Big news in biomedical research! The 2025 Lasker Awards — often called “America’s Nobels” — honor groundbreaking discoveries that have transformed our understanding of biology and medicine. FBR is proud of its partnership with the Albert and Mary Lasker Foundation, whose president is a former FBR board chair. Moreover, the namesake of the Lasker~DeBakey Clinical Medical Research Award is Dr. Michael DeBakey, who is also a former FBR board chair and namesake of FBR’s Michael E. DeBakey Journalism Awards. This year, several Lasker awardees advanced their science with the help of animal research.

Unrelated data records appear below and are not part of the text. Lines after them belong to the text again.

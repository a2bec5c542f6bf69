//! Application configuration loaded from environment variables.

use std::fmt::Display;
use std::str::FromStr;
use std::time::Duration;

use crate::consumer::ConsumerConfig;
use crate::messaging::{PublisherMode, RepublishConfig};
use crate::utils::{CircuitBreakerConfig, RetryPolicy};

/// Everything the binary needs to wire the system.
///
/// Unset variables fall back to defaults; malformed values are an error
/// rather than being silently replaced.
#[derive(Debug, Clone)]
pub struct AppConfig {
    pub publisher_mode: PublisherMode,
    pub kafka_brokers: String,
    pub kafka_send_timeout: Duration,
    pub broker_partitions: usize,
    pub scylla_node: Option<String>,
    pub scylla_keyspace: String,
    pub redis_url: Option<String>,
    pub dedup_retention: Duration,
    pub circuit_breaker: CircuitBreakerConfig,
    pub retry: RetryPolicy,
    pub consumer: ConsumerConfig,
    pub republish: RepublishConfig,
    pub metrics_port: u16,
}

impl Default for AppConfig {
    fn default() -> Self {
        Self {
            publisher_mode: PublisherMode::InProcess,
            kafka_brokers: "127.0.0.1:9092".to_string(),
            kafka_send_timeout: Duration::from_millis(5000),
            broker_partitions: 3,
            scylla_node: None,
            scylla_keyspace: "orders_ks".to_string(),
            redis_url: None,
            dedup_retention: Duration::from_secs(604_800),
            circuit_breaker: CircuitBreakerConfig::default(),
            retry: RetryPolicy::default(),
            consumer: ConsumerConfig::default(),
            republish: RepublishConfig::default(),
            metrics_port: 9090,
        }
    }
}

impl AppConfig {
    /// Loads configuration from the process environment.
    pub fn from_env() -> anyhow::Result<Self> {
        Self::from_lookup(|key| std::env::var(key).ok())
    }

    /// Loads configuration through `lookup`, which maps a variable name to its value.
    pub fn from_lookup<F>(lookup: F) -> anyhow::Result<Self>
    where
        F: Fn(&str) -> Option<String>,
    {
        let defaults = Self::default();
        let cb = &defaults.circuit_breaker;
        let var = |key: &str| lookup(key).filter(|v| !v.trim().is_empty());

        let circuit_breaker = CircuitBreakerConfig {
            failure_rate_threshold: parse_or(&var, "CB_FAILURE_RATE_THRESHOLD", cb.failure_rate_threshold)?,
            slow_call_rate_threshold: parse_or(&var, "CB_SLOW_CALL_RATE_THRESHOLD", cb.slow_call_rate_threshold)?,
            slow_call_duration_threshold: millis_or(&var, "CB_SLOW_CALL_DURATION_MS", cb.slow_call_duration_threshold)?,
            wait_duration_in_open_state: millis_or(&var, "CB_WAIT_DURATION_OPEN_MS", cb.wait_duration_in_open_state)?,
            permitted_calls_in_half_open: parse_or(&var, "CB_PERMITTED_CALLS_HALF_OPEN", cb.permitted_calls_in_half_open)?,
            minimum_calls: parse_or(&var, "CB_MINIMUM_CALLS", cb.minimum_calls)?,
            sliding_window_size: parse_or(&var, "CB_SLIDING_WINDOW_SIZE", cb.sliding_window_size)?,
        };

        let retry = RetryPolicy {
            max_attempts: parse_or(&var, "RETRY_MAX_ATTEMPTS", defaults.retry.max_attempts)?,
            initial_delay: millis_or(&var, "RETRY_INITIAL_DELAY_MS", defaults.retry.initial_delay)?,
            multiplier: parse_or(&var, "RETRY_MULTIPLIER", defaults.retry.multiplier)?,
            ..defaults.retry.clone()
        };

        let consumer = ConsumerConfig {
            consumer_group: var("KAFKA_CONSUMER_GROUP").unwrap_or(defaults.consumer.consumer_group.clone()),
            max_failed_deliveries: parse_or(&var, "CONSUMER_MAX_REDELIVERIES", defaults.consumer.max_failed_deliveries)?,
            failure_ttl: Duration::from_secs(parse_or(
                &var,
                "CONSUMER_FAILURE_TTL_SECS",
                defaults.consumer.failure_ttl.as_secs(),
            )?),
            ..defaults.consumer.clone()
        };

        let republish = RepublishConfig {
            capacity: parse_or(&var, "REPUBLISH_QUEUE_CAPACITY", defaults.republish.capacity)?,
            policy: RetryPolicy {
                max_attempts: parse_or(&var, "REPUBLISH_MAX_ATTEMPTS", defaults.republish.policy.max_attempts)?,
                ..retry.clone()
            },
            ..defaults.republish.clone()
        };

        let config = Self {
            publisher_mode: parse_or(&var, "PUBLISHER_MODE", defaults.publisher_mode)?,
            kafka_brokers: var("KAFKA_BROKERS").unwrap_or(defaults.kafka_brokers.clone()),
            kafka_send_timeout: millis_or(&var, "KAFKA_SEND_TIMEOUT_MS", defaults.kafka_send_timeout)?,
            broker_partitions: parse_or(&var, "BROKER_PARTITIONS", defaults.broker_partitions)?,
            scylla_node: var("SCYLLA_NODE"),
            scylla_keyspace: var("SCYLLA_KEYSPACE").unwrap_or(defaults.scylla_keyspace.clone()),
            redis_url: var("REDIS_URL"),
            dedup_retention: Duration::from_secs(parse_or(
                &var,
                "DEDUP_RETENTION_SECS",
                defaults.dedup_retention.as_secs(),
            )?),
            circuit_breaker,
            retry,
            consumer,
            republish,
            metrics_port: parse_or(&var, "METRICS_PORT", defaults.metrics_port)?,
        };

        if config.broker_partitions == 0 {
            anyhow::bail!("BROKER_PARTITIONS must be at least 1");
        }
        if config.consumer.max_failed_deliveries == 0 {
            anyhow::bail!("CONSUMER_MAX_REDELIVERIES must be at least 1");
        }

        Ok(config)
    }
}

fn parse_or<T, F>(var: &F, key: &str, default: T) -> anyhow::Result<T>
where
    T: FromStr,
    T::Err: Display,
    F: Fn(&str) -> Option<String>,
{
    match var(key) {
        Some(raw) => raw
            .trim()
            .parse()
            .map_err(|e| anyhow::anyhow!("invalid value '{}' for {}: {}", raw, key, e)),
        None => Ok(default),
    }
}

fn millis_or<F>(var: &F, key: &str, default: Duration) -> anyhow::Result<Duration>
where
    F: Fn(&str) -> Option<String>,
{
    let millis = parse_or(var, key, default.as_millis() as u64)?;
    Ok(Duration::from_millis(millis))
}

#[cfg(test)]
mod tests {
    use super::*;
    use std::collections::HashMap;

    fn load(vars: &[(&str, &str)]) -> anyhow::Result<AppConfig> {
        let vars: HashMap<String, String> = vars
            .iter()
            .map(|(k, v)| (k.to_string(), v.to_string()))
            .collect();
        AppConfig::from_lookup(|key| vars.get(key).cloned())
    }

    #[test]
    fn test_default_values() {
        let config = load(&[]).unwrap();
        assert_eq!(config.publisher_mode, PublisherMode::InProcess);
        assert_eq!(config.kafka_brokers, "127.0.0.1:9092");
        assert_eq!(config.consumer.max_failed_deliveries, 5);
        assert_eq!(config.consumer.consumer_group, "order-notifications");
        assert_eq!(config.retry, RetryPolicy::default());
        assert_eq!(config.republish.policy.max_attempts, 5);
        assert_eq!(config.metrics_port, 9090);
        assert!(config.scylla_node.is_none());
    }

    #[test]
    fn test_overrides() {
        let config = load(&[
            ("PUBLISHER_MODE", "durable"),
            ("CB_WAIT_DURATION_OPEN_MS", "1500"),
            ("RETRY_MAX_ATTEMPTS", "4"),
            ("CONSUMER_MAX_REDELIVERIES", "2"),
            ("CONSUMER_FAILURE_TTL_SECS", "60"),
            ("SCYLLA_NODE", "10.0.0.5:9042"),
        ])
        .unwrap();

        assert_eq!(config.publisher_mode, PublisherMode::Durable);
        assert_eq!(config.circuit_breaker.wait_duration_in_open_state, Duration::from_millis(1500));
        assert_eq!(config.retry.max_attempts, 4);
        assert_eq!(config.consumer.max_failed_deliveries, 2);
        assert_eq!(config.consumer.failure_ttl, Duration::from_secs(60));
        assert_eq!(config.scylla_node.as_deref(), Some("10.0.0.5:9042"));
    }

    #[test]
    fn test_malformed_value_is_an_error() {
        let err = load(&[("METRICS_PORT", "ninety")]).unwrap_err();
        assert!(err.to_string().contains("METRICS_PORT"));

        assert!(load(&[("BROKER_PARTITIONS", "0")]).is_err());
    }
}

Dirk Görlich – Albert Lasker Basic Medical Research Award
Görlich conducted studies with frog oocytes to show that low-complexity domains (LCDs) in certain nucleoporins mediate dynamic, reversible interactions, facilitating the selective transport of molecules in and out of the cell nucleus. His work revealed a key principle of cellular organization. By uncovering how cells control traffic through the nuclear pore, this research deepens our understanding of cellular health and disease.

Steven L. McKnight – Albert Lasker Basic Medical Research Award
McKnight arrived at complementary insights by studying the genetic regulatory roles of LCDs in proteins within mouse and other mammalian cells, helping reveal how these domains contribute to cellular organization. These discoveries highlight how cells maintain internal order, with implications for conditions tied to protein dysfunction and misfolding.

Michael J. Welsh – Lasker~DeBakey Clinical Medical Research Award
Early studies of the ΔF508 CFTR mutation in frog oocytes and insect cells revealed that the protein retains some function under cool conditions — a key insight that inspired the development of small-molecule “correctors.” Later, Welsh helped develop porcine (pig) models of cystic fibrosis, which replicate the human disease and allowed researchers to study lung, pancreas, and intestinal complications — strengthening the foundation for therapies that restore function to the malfunctioning CFTR protein. This work helped pave the way for treatments that now give people with cystic fibrosis longer, healthier lives.

Jesús (Tito) González & Paul A. Negulescu – Lasker~DeBakey Clinical Medical Research Award
González and Negulescu led drug discovery at Vertex Pharmaceuticals for the triple-drug therapy Trikafta®, which restores function to the malfunctioning CFTR protein that causes CF. The therapy was identified in human cell systems but advanced to patients after essential preclinical animal studies that ensured safety and effectiveness. Trikafta® has transformed cystic fibrosis from a once-fatal disease into a manageable condition for most patients, dramatically extending life expectancy and quality of life.